DATA SUPPLIED:
<<<<

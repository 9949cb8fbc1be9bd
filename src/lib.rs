//! Sitewatch library.
//!
//! Exposes the monitoring core and the Linux adapters for the daemon and
//! for integration testing. Everything hardware-specific sits behind the
//! port traits in [`app::ports`].

#![deny(unused_must_use)]

pub mod adapters;
pub mod alert;
pub mod app;
pub mod config;
pub mod display;
pub mod drivers;
pub mod error;
pub mod failover;
pub mod monitor;
pub mod scheduler;
pub mod sensors;
pub mod state;
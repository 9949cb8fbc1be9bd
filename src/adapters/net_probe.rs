//! TCP reachability probe.

use std::net::{IpAddr, SocketAddr, TcpStream, ToSocketAddrs};
use std::sync::mpsc;
use std::thread;
use std::time::{Duration, Instant};

use log::debug;

use crate::app::ports::ReachabilityProbe;

/// Budget for one probe, name resolution included.
pub const PROBE_TIMEOUT: Duration = Duration::from_secs(3);

/// Succeeds if a TCP connection to `host:port` opens in time.
///
/// An IP literal skips name resolution. A hostname is resolved on a helper
/// thread so a stalled resolver cannot hold the probe past its budget.
#[derive(Debug, Clone)]
pub struct TcpProbe {
    host: String,
    port: u16,
    timeout: Duration,
}

impl TcpProbe {
    pub fn new(host: impl Into<String>, port: u16) -> Self {
        Self {
            host: host.into(),
            port,
            timeout: PROBE_TIMEOUT,
        }
    }

    pub fn with_timeout(mut self, timeout: Duration) -> Self {
        self.timeout = timeout;
        self
    }
}

impl TcpProbe {
    fn resolve(&self, deadline: Instant) -> Option<Vec<SocketAddr>> {
        if let Ok(ip) = self.host.parse::<IpAddr>() {
            return Some(vec![SocketAddr::new(ip, self.port)]);
        }
        let (tx, rx) = mpsc::channel();
        let target = (self.host.clone(), self.port);
        thread::Builder::new()
            .name("probe-dns".into())
            .spawn(move || {
                let resolved = target.to_socket_addrs().map(|a| a.collect::<Vec<_>>());
                let _ = tx.send(resolved);
            })
            .ok()?;
        match rx.recv_timeout(deadline.saturating_duration_since(Instant::now())) {
            Ok(Ok(addrs)) => Some(addrs),
            Ok(Err(e)) => {
                debug!("Probe: cannot resolve {}: {}", self.host, e);
                None
            }
            Err(_) => {
                debug!("Probe: resolving {} timed out", self.host);
                None
            }
        }
    }
}

impl ReachabilityProbe for TcpProbe {
    fn is_reachable(&mut self) -> bool {
        let deadline = Instant::now() + self.timeout;
        let Some(addrs) = self.resolve(deadline) else {
            return false;
        };
        for addr in addrs {
            let remaining = deadline.saturating_duration_since(Instant::now());
            if remaining.is_zero() {
                debug!("Probe: {} budget spent", self.host);
                break;
            }
            match TcpStream::connect_timeout(&addr, remaining) {
                Ok(_stream) => return true,
                Err(e) => debug!("Probe: {} unreachable: {}", addr, e),
            }
        }
        false
    }
}
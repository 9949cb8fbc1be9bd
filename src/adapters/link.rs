//! Cellular failover link adapters.
//!
//! The dial-up is a ppp peer managed by the standard `pon` / `poff`
//! scripts. The link counts as up while its network interface exists.

use std::path::PathBuf;
use std::process::{Child, Command, Stdio};

use log::{info, warn};

use crate::app::ports::{FailoverLink, LinkStatus};
use crate::error::LinkError;

/// Link status from `/sys/class/net/<iface>`.
#[derive(Debug, Clone)]
pub struct InterfaceLinkStatus {
    path: PathBuf,
}

impl InterfaceLinkStatus {
    pub fn new(interface: &str) -> Self {
        Self::with_root("/sys/class/net", interface)
    }

    /// Resolve the interface under a different sysfs root.
    pub fn with_root(root: impl Into<PathBuf>, interface: &str) -> Self {
        Self {
            path: root.into().join(interface),
        }
    }
}

impl LinkStatus for InterfaceLinkStatus {
    fn failover_active(&self) -> bool {
        self.path.exists()
    }
}

/// Dials with `pon`, hangs up with `poff`.
pub struct PonLink {
    status: InterfaceLinkStatus,
    dialer: Option<Child>,
}

impl PonLink {
    pub fn new(status: InterfaceLinkStatus) -> Self {
        Self {
            status,
            dialer: None,
        }
    }
}

impl LinkStatus for PonLink {
    fn failover_active(&self) -> bool {
        self.status.failover_active()
    }
}

impl FailoverLink for PonLink {
    fn bring_up(&mut self) -> Result<(), LinkError> {
        let child = Command::new("pon")
            .stdout(Stdio::null())
            .stderr(Stdio::null())
            .spawn()
            .map_err(|_| LinkError::SpawnFailed)?;
        info!("pon started (pid {})", child.id());
        self.dialer = Some(child);
        Ok(())
    }

    fn tear_down(&mut self) -> Result<(), LinkError> {
        let status = Command::new("poff")
            .stdout(Stdio::null())
            .stderr(Stdio::null())
            .status();
        if let Some(mut child) = self.dialer.take() {
            if let Err(e) = child.kill() {
                warn!("pon already exited: {e}");
            }
            let _ = child.wait();
        }
        match status {
            Ok(s) if s.success() => Ok(()),
            _ => Err(LinkError::TeardownFailed),
        }
    }
}

/// Debug-mode link: logs instead of dialing.
#[derive(Debug, Default)]
pub struct SimulatedLink {
    up: bool,
    dials: u32,
}

impl SimulatedLink {
    pub fn new() -> Self {
        Self::default()
    }

    pub fn dials(&self) -> u32 {
        self.dials
    }
}

impl LinkStatus for SimulatedLink {
    fn failover_active(&self) -> bool {
        self.up
    }
}

impl FailoverLink for SimulatedLink {
    fn bring_up(&mut self) -> Result<(), LinkError> {
        info!("Starting failover link (simulated)...");
        self.up = true;
        self.dials += 1;
        Ok(())
    }

    fn tear_down(&mut self) -> Result<(), LinkError> {
        info!("Ending failover link (simulated)...");
        self.up = false;
        Ok(())
    }
}
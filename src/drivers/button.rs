//! Front-panel button gesture classifier.
//!
//! ## Hardware
//!
//! Momentary switch on a GPIO read through [`InputPin`]. The pin is polled
//! every [`POLL_MS`]; the classifier only ever sees discrete samples, so
//! tests drive it with synthetic timestamps instead of wall-clock spinning.
//!
//! ## Gesture detection
//!
//! | Gesture    | Condition                          | Effect               | Settle |
//! |------------|------------------------------------|----------------------|--------|
//! | Short press| Released with 0 < held < 3 s       | Next screen (wraps)  | 500 ms |
//! | Long hold  | Still pressed at held >= 3 s       | Toggle display       | 1 s    |
//!
//! A long hold fires while the button is still down and then waits for the
//! release, so one hold toggles the display exactly once. A press shorter
//! than one sample interval is never seen and produces nothing.

use embedded_hal::digital::InputPin;
use log::{info, warn};

use crate::app::events::AppEvent;
use crate::app::ports::EventSink;
use crate::state::SharedReadings;

/// Sampling period of the button loop.
pub const POLL_MS: u64 = 20;
/// Hold time that turns a press into a display toggle.
pub const HOLD_MS: u64 = 3000;
/// Dead time after a short press.
const SHORT_SETTLE_MS: u64 = 500;
/// Dead time after a long hold.
const HOLD_SETTLE_MS: u64 = 1000;

/// Classified gestures.
#[derive(Debug, Clone, Copy, PartialEq, Eq)]
pub enum ButtonEvent {
    ShortPress,
    LongHold,
}

/// Internal state machine for gesture detection.
#[derive(Debug, Clone, Copy, PartialEq, Eq)]
enum GestureState {
    Idle,
    Pressed { since_ms: u64 },
    /// Ignoring input until the deadline passes.
    Settling { until_ms: u64, after_hold: bool },
    /// Long hold already fired; waiting for the release.
    AwaitRelease,
}

pub struct ButtonClassifier {
    state: GestureState,
}

impl Default for ButtonClassifier {
    fn default() -> Self {
        Self::new()
    }
}

impl ButtonClassifier {
    pub fn new() -> Self {
        Self {
            state: GestureState::Idle,
        }
    }

    /// Feed one sample. `now_ms` is monotonic milliseconds, `pressed` the
    /// debounced-by-polling input level. Returns a gesture, if one completed.
    pub fn tick(&mut self, now_ms: u64, pressed: bool) -> Option<ButtonEvent> {
        match self.state {
            GestureState::Idle => {
                if pressed {
                    self.state = GestureState::Pressed { since_ms: now_ms };
                }
                None
            }

            GestureState::Pressed { since_ms } => {
                let held_ms = now_ms.saturating_sub(since_ms);

                if pressed {
                    if held_ms >= HOLD_MS {
                        self.state = GestureState::Settling {
                            until_ms: now_ms + HOLD_SETTLE_MS,
                            after_hold: true,
                        };
                        return Some(ButtonEvent::LongHold);
                    }
                    return None;
                }

                if held_ms == 0 {
                    self.state = GestureState::Idle;
                    return None;
                }
                self.state = GestureState::Settling {
                    until_ms: now_ms + SHORT_SETTLE_MS,
                    after_hold: false,
                };
                Some(ButtonEvent::ShortPress)
            }

            GestureState::Settling {
                until_ms,
                after_hold,
            } => {
                if now_ms >= until_ms {
                    self.state = match (pressed, after_hold) {
                        (false, _) => GestureState::Idle,
                        (true, true) => GestureState::AwaitRelease,
                        (true, false) => GestureState::Pressed { since_ms: now_ms },
                    };
                }
                None
            }

            GestureState::AwaitRelease => {
                if !pressed {
                    self.state = GestureState::Idle;
                }
                None
            }
        }
    }
}

/// Apply a gesture to the display state it owns.
pub fn apply(event: ButtonEvent, readings: &SharedReadings, sink: &mut impl EventSink) {
    match event {
        ButtonEvent::ShortPress => {
            let screen = readings.screen().next();
            readings.set_screen(screen);
            info!("Button: short press, screen = {:?}", screen);
            sink.emit(&AppEvent::ScreenChanged(screen));
        }
        ButtonEvent::LongHold => {
            let enabled = !readings.display_enabled();
            readings.set_display_enabled(enabled);
            info!("Button: long hold, display {}", if enabled { "on" } else { "off" });
            sink.emit(&AppEvent::DisplayToggled { enabled });
        }
    }
}

/// Couples a GPIO pin to the classifier.
pub struct ButtonDriver<P> {
    pin: P,
    active_low: bool,
    classifier: ButtonClassifier,
}

impl<P: InputPin> ButtonDriver<P> {
    pub fn new(pin: P, active_low: bool) -> Self {
        Self {
            pin,
            active_low,
            classifier: ButtonClassifier::new(),
        }
    }

    /// Sample the pin once and apply any completed gesture.
    pub fn poll(
        &mut self,
        now_ms: u64,
        readings: &SharedReadings,
        sink: &mut impl EventSink,
    ) -> Option<ButtonEvent> {
        let level = match self.pin.is_high() {
            Ok(level) => level,
            Err(e) => {
                warn!("Button: GPIO read failed: {e:?}");
                return None;
            }
        };
        let pressed = level != self.active_low;
        let event = self.classifier.tick(now_ms, pressed)?;
        apply(event, readings, sink);
        Some(event)
    }
}
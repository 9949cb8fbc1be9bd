//! DHT11/DHT22 through the kernel `dht11` IIO driver.
//!
//! The driver exposes `in_temp_input` (milli-degrees Celsius) and
//! `in_humidityrelative_input` (milli-percent). Each read triggers a fresh
//! bus transaction; the driver reports wiring noise as EIO / ETIMEDOUT /
//! EAGAIN, which map onto the transient [`SensorError`] variants.

use std::io::{self, ErrorKind};
use std::path::PathBuf;

use crate::app::ports::ClimateSensor;
use crate::error::SensorError;

pub struct IioDht {
    dir: PathBuf,
}

impl IioDht {
    pub fn new(device_dir: impl Into<PathBuf>) -> Self {
        Self {
            dir: device_dir.into(),
        }
    }

    fn read_milli(&self, attr: &str) -> Result<f32, SensorError> {
        let raw = std::fs::read_to_string(self.dir.join(attr)).map_err(map_io)?;
        if raw.trim().is_empty() {
            return Err(SensorError::ShortRead);
        }
        let milli: i32 = raw.trim().parse().map_err(|_| SensorError::Garbled)?;
        Ok(milli as f32 / 1000.0)
    }
}

pub fn celsius_to_fahrenheit(c: f32) -> f32 {
    c * 9.0 / 5.0 + 32.0
}

fn map_io(e: io::Error) -> SensorError {
    if e.kind() == ErrorKind::NotFound {
        return SensorError::DeviceMissing;
    }
    match e.raw_os_error() {
        Some(libc::EIO) => SensorError::Checksum,
        Some(libc::ETIMEDOUT) => SensorError::Timeout,
        Some(libc::EAGAIN) => SensorError::ShortRead,
        Some(libc::ENODEV | libc::ENXIO) => SensorError::DeviceMissing,
        code => SensorError::Io(code),
    }
}

impl ClimateSensor for IioDht {
    fn read_temperature(&mut self) -> Result<Option<f32>, SensorError> {
        let c = self.read_milli("in_temp_input")?;
        Ok(Some(celsius_to_fahrenheit(c)))
    }

    fn read_humidity(&mut self) -> Result<Option<f32>, SensorError> {
        self.read_milli("in_humidityrelative_input").map(Some)
    }
}
//! Alert dispatch with the uplink down → failover request → trigger.

use std::rc::Rc;
use std::time::{Duration, Instant};

use crate::mock_hw::{MockLink, RecordingDelay, RecordingNotifier, RecordingSink};

use sitewatch::alert::{AlertDispatcher, Channel, Direction, FAILOVER_GRACE_MS};
use sitewatch::app::events::AppEvent;
use sitewatch::config::SiteConfig;
use sitewatch::failover::{FailoverTrigger, HOLD_MS};
use sitewatch::monitor::{STRIKES, ThresholdMonitor};
use sitewatch::scheduler::Shutdown;
use sitewatch::state::SharedReadings;

fn monitor() -> ThresholdMonitor {
    ThresholdMonitor::new(&SiteConfig::default())
}

#[test]
fn uplink_down_requests_failover_before_sending() {
    let readings = Rc::new(SharedReadings::new());
    let delay = RecordingDelay::new();
    let mut alerts = AlertDispatcher::new(
        RecordingNotifier::observing(Rc::clone(&readings)),
        delay.clone(),
        "Pump House".into(),
        vec!["+15550001111".into(), "+15550002222".into()],
    );
    let mut monitor = monitor();
    let mut sink = RecordingSink::new();

    readings.set_connected(false);
    for _ in 0..STRIKES {
        monitor.tick(&readings, &mut alerts, &mut sink);
    }

    let notifier = alerts.notifier();
    assert_eq!(notifier.sent.len(), 2);
    assert!(notifier.bodies()[0].ends_with("Internet connection status:\nDisconnected"));
    assert_eq!(notifier.failover_at_send, vec![true, true]);
    assert_eq!(delay.total_ms(), u64::from(FAILOVER_GRACE_MS));
    assert!(sink.events.contains(&AppEvent::FailoverRequested(Channel::Internet)));

    // The trigger picks the request up, holds the link, and clears the flag.
    let hold = RecordingDelay::new();
    let mut trigger = FailoverTrigger::new(MockLink::new(), hold.clone());
    assert!(trigger.poll(&readings, &mut sink));

    assert!(!readings.failover_requested());
    assert_eq!(trigger.link().bring_ups, 1);
    assert_eq!(trigger.link().tear_downs, 1);
    assert!(!trigger.link().up);
    assert_eq!(hold.total_ms(), u64::from(HOLD_MS));
    assert!(sink.events.contains(&AppEvent::FailoverStarted));
    assert!(sink.events.contains(&AppEvent::FailoverEnded { dialed: true }));
}

#[test]
fn link_already_up_is_not_redialed() {
    let readings = SharedReadings::new();
    let hold = RecordingDelay::new();
    let mut trigger = FailoverTrigger::new(MockLink::already_up(), hold.clone());
    let mut sink = RecordingSink::new();

    readings.request_failover();
    assert!(trigger.poll(&readings, &mut sink));

    assert_eq!(trigger.link().bring_ups, 0);
    assert_eq!(hold.total_ms(), 0);
    assert!(!readings.failover_requested());
    assert_eq!(sink.events, vec![AppEvent::FailoverEnded { dialed: false }]);
}

#[test]
fn failed_dial_still_clears_request() {
    let readings = SharedReadings::new();
    let mut trigger = FailoverTrigger::new(MockLink::broken(), RecordingDelay::new());
    let mut sink = RecordingSink::new();

    readings.request_failover();
    assert!(trigger.poll(&readings, &mut sink));

    assert_eq!(trigger.link().bring_ups, 1);
    assert_eq!(trigger.link().tear_downs, 0);
    assert!(!readings.failover_requested());
    // Next poll finds nothing to do.
    assert!(!trigger.poll(&readings, &mut sink));
}

#[test]
fn idle_trigger_does_nothing() {
    let readings = SharedReadings::new();
    let mut trigger = FailoverTrigger::new(MockLink::new(), RecordingDelay::new());
    let mut sink = RecordingSink::new();

    for _ in 0..5 {
        assert!(!trigger.poll(&readings, &mut sink));
    }
    assert_eq!(trigger.link().bring_ups, 0);
    assert!(sink.events.is_empty());
}

#[test]
fn custom_windows_are_honoured() {
    let readings = SharedReadings::new();
    let grace = RecordingDelay::new();
    let mut alerts = AlertDispatcher::new(
        RecordingNotifier::new(),
        grace.clone(),
        "Lab".into(),
        vec!["+15550001111".into()],
    )
    .with_grace_ms(500);
    let mut sink = RecordingSink::new();

    readings.set_connected(false);
    let policy = monitor().policy(Channel::Internet);
    alerts.dispatch(Channel::Internet, &policy, Direction::Absent, &readings, &mut sink);
    assert_eq!(grace.total_ms(), 500);

    let hold = RecordingDelay::new();
    let mut trigger = FailoverTrigger::new(MockLink::new(), hold.clone()).with_hold_ms(2_000);
    trigger.poll(&readings, &mut sink);
    assert_eq!(hold.total_ms(), 2_000);
}

#[test]
fn shutdown_mid_hold_still_hangs_up() {
    let readings = SharedReadings::new();
    let shutdown = Shutdown::new();
    let mut trigger = FailoverTrigger::new(MockLink::new(), shutdown.delay());
    let mut sink = RecordingSink::new();

    let flag = shutdown.clone();
    let interrupter = std::thread::spawn(move || {
        std::thread::sleep(Duration::from_millis(100));
        flag.trigger();
    });

    readings.request_failover();
    let started = Instant::now();
    assert!(trigger.poll(&readings, &mut sink));
    interrupter.join().unwrap();

    assert!(started.elapsed() < Duration::from_millis(u64::from(HOLD_MS)));
    assert_eq!(trigger.link().bring_ups, 1);
    assert_eq!(trigger.link().tear_downs, 1);
    assert!(!trigger.link().up);
    assert!(!readings.failover_requested());
}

>>>>

EXERCISE:
A verbatim transcription is needed of the lines above, starting at the line with "short press, screen" and ending at the line with "to the classifier.", both included, and of nothing else.

WRITTEN SOLUTION:
            info!("Button: short press, screen = {:?}", screen);
            sink.emit(&AppEvent::ScreenChanged(screen));
        }
        ButtonEvent::LongHold => {
            let enabled = !readings.display_enabled();
            readings.set_display_enabled(enabled);
            info!("Button: long hold, display {}", if enabled { "on" } else { "off" });
            sink.emit(&AppEvent::DisplayToggled { enabled });
        }
    }
}

/// Couples a GPIO pin to the classifier.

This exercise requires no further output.